Excerpted from Larry Lohman:

Text starts from subsection Labour Discipline until the box, "Blockchain Nerds and Prophets"

Labour discipline

In addition to attempting to automate the compliance of every individual worker with tailor-made, worker-specific, non-negotiable sets of preset encoded rules, smart contracts promise to minimize the dependence of employers on workers’ knowledge. As one supply-chain executive puts it, the hope is that “by utilizing AI and predictive analytics technology, the optimization of deliveries is shifted to algorithms rather than tribal employee knowledge."

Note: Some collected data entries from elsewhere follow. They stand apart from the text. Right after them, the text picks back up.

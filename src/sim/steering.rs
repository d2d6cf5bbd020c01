//! Movement rules for the player and the hostile AI
//!
//! The player moves all-or-nothing: a blocked step is dropped entirely. The
//! boss walks a fallback ladder around obstacles. Drones ignore obstacles
//! and follow their patrol loop.

use glam::Vec2;
use rand::Rng;

use super::geometry::{Arena, Rect, hits_any};
use super::state::{ActiveEffects, Boss, Drone, Player};
use crate::consts::WAYPOINT_THRESHOLD;
use crate::tuning::GameConfig;

/// Combined effect and combo multiplier on the player's base speed
pub fn player_speed_multiplier(effects: &ActiveEffects, combo: u32, config: &GameConfig) -> f32 {
    let mut multiplier = 1.0;
    if effects.slow.is_running() {
        multiplier *= config.slow_multiplier;
    }
    if effects.speed_boost.is_running() {
        multiplier *= config.speed_boost_multiplier;
    }
    if combo >= config.combo_tier1 {
        multiplier *= config.combo_tier1_multiplier;
    }
    if combo >= config.combo_tier2 {
        multiplier *= config.combo_tier2_multiplier;
    }
    multiplier
}

/// Raw input to a usable direction: at most unit length, NaN treated as idle
#[inline]
fn input_direction(direction: Vec2) -> Vec2 {
    if direction.is_finite() {
        direction.clamp_length_max(1.0)
    } else {
        Vec2::ZERO
    }
}

/// Move the player; returns false if the step was blocked or there was no input
pub fn steer_player(
    player: &mut Player,
    direction: Vec2,
    speed: f32,
    dt: f32,
    arena: &Arena,
    obstacles: &[Rect],
) -> bool {
    let dir = input_direction(direction);
    if dir == Vec2::ZERO {
        return false;
    }
    // Tiny inputs can underflow to a zero length
    player.facing = dir.normalize_or(player.facing);

    let candidate = arena.clamp_circle(player.pos + dir * speed * dt, player.radius);
    if hits_any(candidate, player.radius, obstacles) {
        return false;
    }
    player.pos = candidate;
    true
}

/// Instant jump along the input direction
///
/// Returns false (and leaves the player untouched) on zero input or when the
/// landing spot is blocked.
pub fn try_dash(
    player: &mut Player,
    direction: Vec2,
    distance: f32,
    arena: &Arena,
    obstacles: &[Rect],
) -> bool {
    let dir = input_direction(direction).normalize_or_zero();
    if dir == Vec2::ZERO {
        return false;
    }
    let candidate = arena.clamp_circle(player.pos + dir * distance, player.radius);
    if hits_any(candidate, player.radius, obstacles) {
        return false;
    }
    player.pos = candidate;
    player.facing = dir;
    true
}

/// Advance rush timers and maybe start a rush; returns true when one starts
pub fn update_rush<R: Rng + ?Sized>(
    boss: &mut Boss,
    rng: &mut R,
    config: &GameConfig,
    dt: f32,
) -> bool {
    boss.rush.tick(dt);
    boss.rush_cooldown.tick(dt);

    let can_rush =
        !boss.is_rushing() && !boss.rush_cooldown.is_running() && config.rush_chance > 0.0;
    let started = can_rush && rng.random_bool(config.rush_chance);
    if started {
        boss.rush.start(config.rush_duration);
        boss.rush_cooldown.start(config.rush_duration + config.rush_cooldown);
    }

    boss.current_speed = if boss.is_rushing() {
        boss.base_speed * config.rush_multiplier
    } else {
        boss.base_speed
    };
    started
}

/// Chase `target`, sliding around obstacles
///
/// Tries the full step, then its horizontal part, then its vertical part,
/// then the perpendicular step; stays put if all four are blocked.
pub fn steer_boss(
    boss: &mut Boss,
    target: Vec2,
    factor: f32,
    dt: f32,
    arena: &Arena,
    obstacles: &[Rect],
) {
    let dir = (target - boss.pos).normalize_or_zero();
    if dir == Vec2::ZERO {
        return;
    }
    let step = dir * boss.current_speed * dt * factor;

    let ladder = [
        step,
        Vec2::new(step.x, 0.0),
        Vec2::new(0.0, step.y),
        step.perp(),
    ];
    for offset in ladder {
        let candidate = arena.clamp_circle(boss.pos + offset, boss.radius);
        if !hits_any(candidate, boss.radius, obstacles) {
            boss.pos = candidate;
            return;
        }
    }
}

/// Patrol toward the current waypoint without overshooting
pub fn steer_drone(drone: &mut Drone, factor: f32, dt: f32) {
    let target = drone.current_waypoint();
    let to_target = target - drone.pos;
    let dist = to_target.length();
    let step = drone.speed * dt * factor;

    if step >= dist {
        drone.pos = target;
    } else {
        drone.pos += to_target / dist * step;
    }

    if drone.pos.distance(target) < WAYPOINT_THRESHOLD {
        drone.advance_waypoint();
    }
}

#[cfg(test)]
mod tests {
    use super::*;
    use crate::sim::state::Timer;
    use rand::SeedableRng;
    use rand_pcg::Pcg32;

    fn arena() -> Arena {
        Arena::new(800.0, 600.0).unwrap()
    }

    fn player_at(x: f32, y: f32) -> Player {
        let mut player = Player::new(&GameConfig::arcade());
        player.pos = Vec2::new(x, y);
        player
    }

    fn boss_at(x: f32, y: f32) -> Boss {
        let mut boss = Boss::new(&GameConfig::arcade());
        boss.pos = Vec2::new(x, y);
        boss
    }

    #[test]
    fn test_speed_multipliers_stack() {
        let config = GameConfig::arcade();
        let mut effects = ActiveEffects::default();
        assert_eq!(player_speed_multiplier(&effects, 0, &config), 1.0);

        effects.speed_boost.start(5.0);
        assert!((player_speed_multiplier(&effects, 0, &config) - 1.8).abs() < 1e-6);

        effects.speed_boost.clear();
        assert!((player_speed_multiplier(&effects, 3, &config) - 1.15).abs() < 1e-6);
        assert!((player_speed_multiplier(&effects, 5, &config) - 1.15 * 1.1).abs() < 1e-6);

        effects.slow.start(1.0);
        assert!((player_speed_multiplier(&effects, 0, &config) - 0.3).abs() < 1e-6);
    }

    #[test]
    fn test_player_moves_and_clamps() {
        let a = arena();
        let mut player = player_at(30.0, 300.0);
        assert!(steer_player(&mut player, Vec2::new(-1.0, 0.0), 200.0, 0.1, &a, &[]));
        assert_eq!(player.pos.x, player.radius);
        assert_eq!(player.facing, Vec2::new(-1.0, 0.0));
    }

    #[test]
    fn test_player_input_is_capped_at_unit_length() {
        let a = arena();
        let mut player = player_at(400.0, 300.0);
        steer_player(&mut player, Vec2::new(1.0, 1.0), 100.0, 0.1, &a, &[]);
        let moved = player.pos.distance(Vec2::new(400.0, 300.0));
        assert!((moved - 10.0).abs() < 1e-3);
    }

    #[test]
    fn test_blocked_player_does_not_move_at_all() {
        let a = arena();
        // Obstacle just right of the player; the diagonal step would clip it
        let wall = [Rect::new(421.0, 0.0, 50.0, 600.0)];
        let mut player = player_at(400.0, 300.0);
        let moved = steer_player(&mut player, Vec2::new(1.0, 1.0), 200.0, 0.1, &a, &wall);
        assert!(!moved);
        assert_eq!(player.pos, Vec2::new(400.0, 300.0));
    }

    #[test]
    fn test_zero_or_nan_input_is_idle() {
        let a = arena();
        let mut player = player_at(400.0, 300.0);
        assert!(!steer_player(&mut player, Vec2::ZERO, 200.0, 0.1, &a, &[]));
        assert!(!steer_player(&mut player, Vec2::new(f32::NAN, 0.0), 200.0, 0.1, &a, &[]));
        assert_eq!(player.pos, Vec2::new(400.0, 300.0));
    }

    #[test]
    fn test_tiny_input_keeps_facing_finite() {
        let a = arena();
        let mut player = player_at(400.0, 300.0);
        player.facing = Vec2::NEG_Y;
        steer_player(&mut player, Vec2::new(1e-30, 0.0), 200.0, 0.1, &a, &[]);
        assert!(player.facing.is_finite());
        assert!(player.pos.is_finite());
    }

    #[test]
    fn test_dash() {
        let a = arena();
        let mut player = player_at(400.0, 300.0);
        assert!(!try_dash(&mut player, Vec2::ZERO, 100.0, &a, &[]));

        assert!(try_dash(&mut player, Vec2::new(0.5, 0.0), 100.0, &a, &[]));
        assert_eq!(player.pos, Vec2::new(500.0, 300.0));

        let wall = [Rect::new(560.0, 250.0, 40.0, 100.0)];
        assert!(!try_dash(&mut player, Vec2::X, 100.0, &a, &wall));
        assert_eq!(player.pos, Vec2::new(500.0, 300.0));
    }

    #[test]
    fn test_boss_chases_target() {
        let a = arena();
        let mut boss = boss_at(100.0, 300.0);
        steer_boss(&mut boss, Vec2::new(700.0, 300.0), 1.0, 0.1, &a, &[]);
        assert!((boss.pos.x - 112.0).abs() < 1e-3);
        assert_eq!(boss.pos.y, 300.0);
    }

    #[test]
    fn test_boss_slides_vertically_along_wall() {
        let a = arena();
        let wall = [Rect::new(131.0, 0.0, 50.0, 600.0)];
        let mut boss = boss_at(100.0, 100.0);
        steer_boss(&mut boss, Vec2::new(300.0, 300.0), 1.0, 0.1, &a, &wall);
        assert_eq!(boss.pos.x, 100.0);
        assert!(boss.pos.y > 100.0);
    }

    #[test]
    fn test_boss_tries_perpendicular_then_stays() {
        let a = arena();
        // Right and bottom walls block the first three rungs
        let walls = [
            Rect::new(130.5, 0.0, 50.0, 600.0),
            Rect::new(0.0, 130.5, 800.0, 50.0),
        ];
        let mut boss = boss_at(100.0, 100.0);
        steer_boss(&mut boss, Vec2::new(300.0, 300.0), 1.0, 0.1, &a, &walls);
        // Perpendicular (-x, +y) also clips the bottom wall
        assert_eq!(boss.pos, Vec2::new(100.0, 100.0));

        // Block only the lower right so the perpendicular rung gets through
        let walls = [
            Rect::new(130.5, 0.0, 50.0, 600.0),
            Rect::new(115.0, 130.5, 100.0, 50.0),
        ];
        steer_boss(&mut boss, Vec2::new(300.0, 300.0), 1.0, 0.1, &a, &walls);
        let s = 12.0 / 2.0f32.sqrt();
        assert!((boss.pos.x - (100.0 - s)).abs() < 1e-3);
        assert!((boss.pos.y - (100.0 + s)).abs() < 1e-3);
    }

    #[test]
    fn test_slow_factor_halves_boss_step() {
        let a = arena();
        let mut boss = boss_at(100.0, 300.0);
        steer_boss(&mut boss, Vec2::new(700.0, 300.0), 0.5, 0.1, &a, &[]);
        assert!((boss.pos.x - 106.0).abs() < 1e-3);
    }

    #[test]
    fn test_rush_starts_and_respects_cooldown() {
        let mut config = GameConfig::arcade();
        config.rush_chance = 1.0;
        let mut rng = Pcg32::seed_from_u64(9);
        let mut boss = boss_at(0.0, 0.0);

        assert!(update_rush(&mut boss, &mut rng, &config, 0.1));
        assert!(boss.is_rushing());
        assert!((boss.current_speed - 120.0 * 2.2).abs() < 1e-3);

        // Still rushing, then cooling down: no retrigger
        for _ in 0..40 {
            assert!(!update_rush(&mut boss, &mut rng, &config, 0.1));
        }
        assert!(!boss.is_rushing());
        assert_eq!(boss.current_speed, 120.0);

        // Cooldown is rush (2s) + 5s; run it out
        for _ in 0..40 {
            update_rush(&mut boss, &mut rng, &config, 0.1);
        }
        assert!(boss.is_rushing());
    }

    #[test]
    fn test_rush_never_starts_with_zero_chance() {
        let config = GameConfig::classic();
        let mut rng = Pcg32::seed_from_u64(1);
        let mut boss = boss_at(0.0, 0.0);
        for _ in 0..10_000 {
            assert!(!update_rush(&mut boss, &mut rng, &config, 0.016));
        }
    }

    #[test]
    fn test_drone_patrols_cyclically() {
        let mut drone = Drone {
            pos: Vec2::new(0.0, 0.0),
            radius: 14.0,
            speed: 100.0,
            waypoints: vec![Vec2::new(0.0, 0.0), Vec2::new(20.0, 0.0)],
            waypoint_index: 1,
            hit_cooldown: Timer::default(),
        };
        steer_drone(&mut drone, 1.0, 0.1);
        assert_eq!(drone.pos, Vec2::new(10.0, 0.0));
        assert_eq!(drone.waypoint_index, 1);

        // Lands on the waypoint instead of overshooting, then turns back
        steer_drone(&mut drone, 1.0, 0.1);
        assert_eq!(drone.pos, Vec2::new(20.0, 0.0));
        assert_eq!(drone.waypoint_index, 0);
    }
}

Capital’s fascinated dread of that “tribal employee knowledge” – and the term “tribal” is extremely revealing – is, of course, a fixture familiar from every past era of capitalism. It can be no surprise to find it reappearing in the blockchain age in pretty much the same form it appeared in, for example, the statements of early prophets of industrial capital such as Richard Arkwright or Andrew Ure, who noted in 1835 that “the more skilful the workman, the more self-willed and intractable he is apt to become, and, of course, the less fit a component of a mechanical system, in which, by occasional irregularities, he may do great damage to the whole”.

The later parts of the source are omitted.